We never ask parents why they wanted children, let alone judge them as harshly for wanting one. Imagine saying to a parent, “Why would you want kids?!” “You’ll regret it when you’re older!” “You’re being selfish and immature.” “Someday, you’ll change your mind.”

That would be horrifying. Yet we tend to say those same words to those who don’t want children—as if bearing children automatically makes one selfless, mature, and wise. This duality makes it hard for people to realize that parents, too, can be selfish, immature, and fallible. At the same time, people without kids can make those decisions out of selflessness, maturity, and wisdom.

“When will you have kids?” is a question also often more directed at women, who are then compelled to give reasons for not wanting to have kids. We rarely feel inclined to ask men, especially older ones, why they don’t want kids. The media has even glorified childless men as eligible bachelors. A woman with the same sentiments is simply selfish, immature, and practically wants to become an old maid.

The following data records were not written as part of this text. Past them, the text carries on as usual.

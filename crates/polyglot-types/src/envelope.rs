//! Wire envelopes
//!
//! Commands and events cross process boundaries as camelCase JSON documents:
//!
//! ```text
//! { "commandType": "SubmitCode", "command": { "code": "1+1", "targetKernelName": "csharp" },
//!   "token": "4f0c...", "id": "cmd_...", "routingSlip": ["kernel://host/"] }
//! { "eventType": "ValueProduced", "event": { ... }, "command": { ...command envelope... },
//!   "routingSlip": [...] }
//! ```
//!
//! Decoding resolves the kind through a [`KindRegistry`].

use crate::command::KernelCommand;
use crate::error::{ModelError, Result};
use crate::event::KernelEvent;
use crate::identity::{CommandId, CommandToken, KernelUri};
use crate::registry::KindRegistry;
use crate::routing::RoutingSlip;
use serde::{Deserialize, Serialize};
use serde_json::{Map, Value};

const TARGET_KERNEL_NAME: &str = "targetKernelName";
const ORIGIN_URI: &str = "originUri";
const DESTINATION_URI: &str = "destinationUri";

/// Serialized form of a [`KernelCommand`]
#[derive(Debug, Clone, PartialEq, Serialize, Deserialize)]
#[serde(rename_all = "camelCase")]
pub struct CommandEnvelope {
    pub command_type: String,
    pub command: Value,
    pub token: String,
    #[serde(default, skip_serializing_if = "Option::is_none")]
    pub id: Option<String>,
    #[serde(default)]
    pub routing_slip: RoutingSlip,
}

impl CommandEnvelope {
    pub fn from_command(command: &KernelCommand) -> Result<Self> {
        let mut body = match command.payload().to_json()? {
            Value::Object(map) => map,
            Value::Null => Map::new(),
            other => {
                let mut map = Map::new();
                map.insert("value".to_string(), other);
                map
            }
        };
        if let Some(target) = command.target_kernel_name() {
            body.insert(TARGET_KERNEL_NAME.to_string(), Value::String(target.to_string()));
        }
        if let Some(origin) = command.origin_uri() {
            body.insert(ORIGIN_URI.to_string(), Value::String(origin.to_string()));
        }
        if let Some(destination) = command.destination_uri() {
            body.insert(DESTINATION_URI.to_string(), Value::String(destination.to_string()));
        }

        Ok(Self {
            command_type: command.kind_name().to_string(),
            command: Value::Object(body),
            token: command.token().to_string(),
            id: Some(command.id().to_string()),
            routing_slip: command.routing_slip(),
        })
    }

    /// Address the serialized command to `kernel_name` on the receiving side
    pub fn set_target_kernel_name(&mut self, kernel_name: &str) {
        self.set_field(TARGET_KERNEL_NAME, Value::String(kernel_name.to_string()));
    }

    pub fn set_origin_uri(&mut self, uri: &KernelUri) {
        self.set_field(ORIGIN_URI, Value::String(uri.to_string()));
    }

    pub fn set_destination_uri(&mut self, uri: &KernelUri) {
        self.set_field(DESTINATION_URI, Value::String(uri.to_string()));
    }

    fn set_field(&mut self, key: &str, value: Value) {
        if let Value::Object(body) = &mut self.command {
            body.insert(key.to_string(), value);
        }
    }

    /// Rebuild the command, resolving its kind through `registry`
    pub fn into_command(self, registry: &KindRegistry) -> Result<KernelCommand> {
        let target = string_field(&self.command, TARGET_KERNEL_NAME);
        let origin = uri_field(&self.command, ORIGIN_URI)?;
        let destination = uri_field(&self.command, DESTINATION_URI)?;

        let payload = registry.decode_command(&self.command_type, self.command)?;
        let mut command = KernelCommand::from_payload(payload);

        let id = self
            .id
            .as_deref()
            .and_then(|id| CommandId::parse(id).ok())
            .unwrap_or_default();
        if self.token.is_empty() {
            return Err(ModelError::InvalidEnvelope("command token is empty".to_string()));
        }
        command.set_identity(id, CommandToken::from(self.token));
        command.set_target_kernel_name(target);
        command.set_origin_uri(origin);
        command.set_destination_uri(destination);
        command.set_routing_slip(self.routing_slip);
        Ok(command)
    }
}

/// Serialized form of a [`KernelEvent`]
#[derive(Debug, Clone, PartialEq, Serialize, Deserialize)]
#[serde(rename_all = "camelCase")]
pub struct EventEnvelope {
    pub event_type: String,
    pub event: Value,
    #[serde(default, skip_serializing_if = "Option::is_none")]
    pub command: Option<CommandEnvelope>,
    #[serde(default)]
    pub routing_slip: RoutingSlip,
}

impl EventEnvelope {
    pub fn from_event(event: &KernelEvent) -> Result<Self> {
        Ok(Self {
            event_type: event.kind_name().to_string(),
            event: event.payload().to_json()?,
            command: Some(CommandEnvelope::from_command(event.command())?),
            routing_slip: event.routing_slip(),
        })
    }

    /// Rebuild the event together with its correlated command
    pub fn into_event(self, registry: &KindRegistry) -> Result<KernelEvent> {
        let command = self
            .command
            .ok_or_else(|| ModelError::InvalidEnvelope(format!("{} has no command", self.event_type)))?
            .into_command(registry)?;
        let payload = registry.decode_event(&self.event_type, self.event)?;
        let mut event = KernelEvent::from_payload(payload, command.into_ref());
        event.set_routing_slip(self.routing_slip);
        Ok(event)
    }
}

/// Either kind of envelope, as read from a connection
#[derive(Debug, Clone, PartialEq, Serialize, Deserialize)]
#[serde(untagged)]
pub enum Envelope {
    Command(CommandEnvelope),
    Event(EventEnvelope),
}

impl Envelope {
    pub fn to_json(&self) -> Result<String> {
        serde_json::to_string(self).map_err(|e| ModelError::serialization("envelope", e))
    }

    pub fn from_json(json: &str) -> Result<Self> {
        serde_json::from_str(json).map_err(|e| ModelError::InvalidEnvelope(e.to_string()))
    }
}

impl From<CommandEnvelope> for Envelope {
    fn from(envelope: CommandEnvelope) -> Self {
        Envelope::Command(envelope)
    }
}

impl From<EventEnvelope> for Envelope {
    fn from(envelope: EventEnvelope) -> Self {
        Envelope::Event(envelope)
    }
}

fn string_field(body: &Value, key: &str) -> Option<String> {
    body.get(key).and_then(Value::as_str).map(str::to_string)
}

fn uri_field(body: &Value, key: &str) -> Result<Option<KernelUri>> {
    string_field(body, key)
        .map(|s| KernelUri::parse(&s))
        .transpose()
}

The award-winning film “Marriage Story” makes a good point on why women are held to a much higher standard, especially in Judeo-Christian cultures. Mary, the mother of Jesus, is the ultimate female role model. She is a virgin who became a mother. As such, women can only be virgins or mothers. Being in between — a woman who is not a virgin and a woman who is not a mother — is not ideal, regardless of a woman’s circumstance.

There are varying degrees to how people will react to the statement “I don’t want kids.” The most extreme would be the essentialists who believe that women were made to bear children and produce the next generation. To them, even just publicly saying “I don’t want kids” is a way to propagate a malicious philosophy among women. Not surprisingly, this belief is often held by religious men who will never experience bearing children.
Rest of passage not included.